Data for this exercise =
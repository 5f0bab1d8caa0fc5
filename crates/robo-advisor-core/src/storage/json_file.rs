use std::fs;
use std::path::{Path, PathBuf};
use std::sync::Mutex;
use uuid::Uuid;

use super::PortfolioRepository;
use crate::error::AdvisorError;
use crate::portfolio::Portfolio;
use crate::AdvisorResult;

/// One pretty-printed JSON file per portfolio, named `<id>.json`.
///
/// Writes go to a temporary file that is renamed over the target. The
/// version check and the write happen under one lock, so a single process
/// never loses an update.
#[derive(Debug)]
pub struct JsonFileRepository {
    dir: PathBuf,
    write_lock: Mutex<()>,
}

impl JsonFileRepository {
    pub fn open(dir: impl AsRef<Path>) -> AdvisorResult<Self> {
        let dir = dir.as_ref().to_path_buf();
        fs::create_dir_all(&dir)?;
        Ok(Self {
            dir,
            write_lock: Mutex::new(()),
        })
    }

    pub fn dir(&self) -> &Path {
        &self.dir
    }

    /// Ids are UUIDs; anything else cannot name a stored file.
    fn path_for(&self, id: &str) -> AdvisorResult<PathBuf> {
        let parsed = Uuid::parse_str(id).map_err(|_| AdvisorError::not_found("Portfolio", id))?;
        Ok(self.dir.join(format!("{}.json", parsed.hyphenated())))
    }

    fn read(&self, path: &Path, id: &str) -> AdvisorResult<Portfolio> {
        let text = match fs::read_to_string(path) {
            Ok(t) => t,
            Err(e) if e.kind() == std::io::ErrorKind::NotFound => {
                return Err(AdvisorError::not_found("Portfolio", id))
            }
            Err(e) => return Err(e.into()),
        };
        Ok(serde_json::from_str(&text)?)
    }

    fn write(&self, path: &Path, portfolio: &Portfolio) -> AdvisorResult<()> {
        let json = serde_json::to_string_pretty(portfolio)?;
        let tmp = path.with_extension("json.tmp");
        fs::write(&tmp, json)?;
        fs::rename(&tmp, path)?;
        Ok(())
    }

    fn lock(&self) -> AdvisorResult<std::sync::MutexGuard<'_, ()>> {
        self.write_lock
            .lock()
            .map_err(|_| AdvisorError::Storage("store lock poisoned".into()))
    }
}

impl PortfolioRepository for JsonFileRepository {
    fn get(&self, id: &str) -> AdvisorResult<Portfolio> {
        let path = self.path_for(id)?;
        self.read(&path, id)
    }

    fn list(&self) -> AdvisorResult<Vec<Portfolio>> {
        let mut all = Vec::new();
        for entry in fs::read_dir(&self.dir)? {
            let path = entry?.path();
            if path.extension().and_then(|e| e.to_str()) != Some("json") {
                continue;
            }
            let text = fs::read_to_string(&path)?;
            match serde_json::from_str::<Portfolio>(&text) {
                Ok(p) => all.push(p),
                Err(e) => log::warn!("skipping unreadable portfolio file {}: {e}", path.display()),
            }
        }
        all.sort_by(|a, b| a.created_at.cmp(&b.created_at).then(a.id.cmp(&b.id)));
        Ok(all)
    }

    fn insert(&self, mut portfolio: Portfolio) -> AdvisorResult<Portfolio> {
        let path = self.path_for(&portfolio.id)?;
        let _guard = self.lock()?;
        if path.exists() {
            let existing = self.read(&path, &portfolio.id)?;
            return Err(AdvisorError::Conflict {
                id: portfolio.id,
                expected: 0,
                found: existing.version,
            });
        }
        portfolio.version = 1;
        self.write(&path, &portfolio)?;
        Ok(portfolio)
    }

    fn update(&self, mut portfolio: Portfolio, expected_version: u64) -> AdvisorResult<Portfolio> {
        let path = self.path_for(&portfolio.id)?;
        let _guard = self.lock()?;
        let stored = self.read(&path, &portfolio.id)?;
        if stored.version != expected_version {
            return Err(AdvisorError::Conflict {
                id: portfolio.id,
                expected: expected_version,
                found: stored.version,
            });
        }
        portfolio.version = expected_version + 1;
        self.write(&path, &portfolio)?;
        Ok(portfolio)
    }
}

Assignment =
Please copy the data in full, character for character.

Finished exercise =
repository 5f0bab1d8caa0fc5
filename crates/robo-advisor-core/src/storage/json_file.rs
use std::fs;
use std::path::{Path, PathBuf};
use std::sync::Mutex;
use uuid::Uuid;

use super::PortfolioRepository;
use crate::error::AdvisorError;
use crate::portfolio::Portfolio;
use crate::AdvisorResult;

/// One pretty-printed JSON file per portfolio, named `<id>.json`.
///
/// Writes go to a temporary file that is renamed over the target. The
/// version check and the write happen under one lock, so a single process
/// never loses an update.
#[derive(Debug)]
pub struct JsonFileRepository {
    dir: PathBuf,
    write_lock: Mutex<()>,
}

impl JsonFileRepository {
    pub fn open(dir: impl AsRef<Path>) -> AdvisorResult<Self> {
        let dir = dir.as_ref().to_path_buf();
        fs::create_dir_all(&dir)?;
        Ok(Self {
            dir,
            write_lock: Mutex::new(()),
        })
    }

    pub fn dir(&self) -> &Path {
        &self.dir
    }

    /// Ids are UUIDs; anything else cannot name a stored file.
    fn path_for(&self, id: &str) -> AdvisorResult<PathBuf> {
        let parsed = Uuid::parse_str(id).map_err(|_| AdvisorError::not_found("Portfolio", id))?;
        Ok(self.dir.join(format!("{}.json", parsed.hyphenated())))
    }

    fn read(&self, path: &Path, id: &str) -> AdvisorResult<Portfolio> {
        let text = match fs::read_to_string(path) {
            Ok(t) => t,
            Err(e) if e.kind() == std::io::ErrorKind::NotFound => {
                return Err(AdvisorError::not_found("Portfolio", id))
            }
            Err(e) => return Err(e.into()),
        };
        Ok(serde_json::from_str(&text)?)
    }

    fn write(&self, path: &Path, portfolio: &Portfolio) -> AdvisorResult<()> {
        let json = serde_json::to_string_pretty(portfolio)?;
        let tmp = path.with_extension("json.tmp");
        fs::write(&tmp, json)?;
        fs::rename(&tmp, path)?;
        Ok(())
    }

    fn lock(&self) -> AdvisorResult<std::sync::MutexGuard<'_, ()>> {
        self.write_lock
            .lock()
            .map_err(|_| AdvisorError::Storage("store lock poisoned".into()))
    }
}

impl PortfolioRepository for JsonFileRepository {
    fn get(&self, id: &str) -> AdvisorResult<Portfolio> {
        let path = self.path_for(id)?;
        self.read(&path, id)
    }

    fn list(&self) -> AdvisorResult<Vec<Portfolio>> {
        let mut all = Vec::new();
        for entry in fs::read_dir(&self.dir)? {
            let path = entry?.path();
            if path.extension().and_then(|e| e.to_str()) != Some("json") {
                continue;
            }
            let text = fs::read_to_string(&path)?;
            match serde_json::from_str::<Portfolio>(&text) {
                Ok(p) => all.push(p),
                Err(e) => log::warn!("skipping unreadable portfolio file {}: {e}", path.display()),
            }
        }
        all.sort_by(|a, b| a.created_at.cmp(&b.created_at).then(a.id.cmp(&b.id)));
        Ok(all)
    }

    fn insert(&self, mut portfolio: Portfolio) -> AdvisorResult<Portfolio> {
        let path = self.path_for(&portfolio.id)?;
        let _guard = self.lock()?;
        if path.exists() {
            let existing = self.read(&path, &portfolio.id)?;
            return Err(AdvisorError::Conflict {
                id: portfolio.id,
                expected: 0,
                found: existing.version,
            });
        }
        portfolio.version = 1;
        self.write(&path, &portfolio)?;
        Ok(portfolio)
    }

    fn update(&self, mut portfolio: Portfolio, expected_version: u64) -> AdvisorResult<Portfolio> {
        let path = self.path_for(&portfolio.id)?;
        let _guard = self.lock()?;
        let stored = self.read(&path, &portfolio.id)?;
        if stored.version != expected_version {
            return Err(AdvisorError::Conflict {
                id: portfolio.id,
                expected: expected_version,
                found: stored.version,
            });
        }
        portfolio.version = expected_version + 1;
        self.write(&path, &portfolio)?;
        Ok(portfolio)
    }
}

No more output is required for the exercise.